LISTED RECORDS START
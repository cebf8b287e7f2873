//! Runtime values.

use std::fmt;

use serde::{Deserialize, Serialize};

/// A value produced by invoked code or stored as a library constant.
#[derive(Clone, Debug, PartialEq, Eq, Hash, Serialize, Deserialize)]
pub enum Value {
    None,
    Bool(bool),
    Int(i64),
    Str(String),
}

impl Value {
    pub fn string(s: impl Into<String>) -> Self {
        Value::Str(s.into())
    }

    pub fn is_none(&self) -> bool {
        matches!(self, Value::None)
    }

    /// Text form of the value, or `None` for the absent value.
    ///
    /// This is the conversion the entry-point contract applies to the
    /// result of `GetString`.
    pub fn to_text(&self) -> Option<String> {
        match self {
            Value::None => None,
            other => Some(other.to_string()),
        }
    }

    /// Short name of the value's kind, for error messages.
    pub fn kind(&self) -> &'static str {
        match self {
            Value::None => "none",
            Value::Bool(_) => "bool",
            Value::Int(_) => "int",
            Value::Str(_) => "str",
        }
    }
}

/// `none` displays as the empty string so that `"a" + none` yields `"a"`.
impl fmt::Display for Value {
    fn fmt(&self, f: &mut fmt::Formatter<'_>) -> fmt::Result {
        match self {
            Value::None => Ok(()),
            Value::Bool(b) => write!(f, "{b}"),
            Value::Int(n) => write!(f, "{n}"),
            Value::Str(s) => f.write_str(s),
        }
    }
}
LISTED RECORDS END
→ **TASK DIRECTIONS**
Write every line of the entries again, word for word.

→ **EXERCISE SOLUTION**
repository cebf8b287e7f2873
//! Runtime values.

use std::fmt;

use serde::{Deserialize, Serialize};

/// A value produced by invoked code or stored as a library constant.
#[derive(Clone, Debug, PartialEq, Eq, Hash, Serialize, Deserialize)]
pub enum Value {
    None,
    Bool(bool),
    Int(i64),
    Str(String),
}

impl Value {
    pub fn string(s: impl Into<String>) -> Self {
        Value::Str(s.into())
    }

    pub fn is_none(&self) -> bool {
        matches!(self, Value::None)
    }

    /// Text form of the value, or `None` for the absent value.
    ///
    /// This is the conversion the entry-point contract applies to the
    /// result of `GetString`.
    pub fn to_text(&self) -> Option<String> {
        match self {
            Value::None => None,
            other => Some(other.to_string()),
        }
    }

    /// Short name of the value's kind, for error messages.
    pub fn kind(&self) -> &'static str {
        match self {
            Value::None => "none",
            Value::Bool(_) => "bool",
            Value::Int(_) => "int",
            Value::Str(_) => "str",
        }
    }
}

/// `none` displays as the empty string so that `"a" + none` yields `"a"`.
impl fmt::Display for Value {
    fn fmt(&self, f: &mut fmt::Formatter<'_>) -> fmt::Result {
        match self {
            Value::None => Ok(()),
            Value::Bool(b) => write!(f, "{b}"),
            Value::Int(n) => write!(f, "{n}"),
            Value::Str(s) => f.write_str(s),
        }
    }
}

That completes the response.